▶ _What to produce_
Would you please copy every line below that includes the string "Result"?

━━━━━━━━━━━━━━━━━━━━━━━━━━━━━━

//! Error types for the licensing module.

use licensor_store::StoreError;
use thiserror::Error;

/// Licensing-specific errors.
#[derive(Debug, Error)]
pub enum LicenseError {
    /// The domain cannot hold a license or request.
    #[error("invalid domain: {0:?}")]
    InvalidDomain(String),

    /// `validUntil` is neither a date nor an RFC 3339 timestamp.
    #[error("invalid expiry date: {0:?}")]
    InvalidDate(String),

    /// Required field missing or blank.
    #[error("missing field: {0}")]
    MissingField(&'static str),

    /// No unused key could be generated.
    #[error("could not generate a unique key after {0} attempts")]
    KeySpaceExhausted(u32),

    /// Storage error.
    #[error("storage error: {0}")]
    Store(#[from] StoreError),

    /// Serialization error.
    #[error("serialization error: {0}")]
    Serialization(#[from] serde_json::Error),
}

/// Result type for license operations.
pub type LicenseResult<T> = Result<T, LicenseError>;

━━━━━━━━━━━━━━━━━━━━━━━━━━━━━━

▶ _Expected output_
/// Result type for license operations.
pub type LicenseResult<T> = Result<T, LicenseError>;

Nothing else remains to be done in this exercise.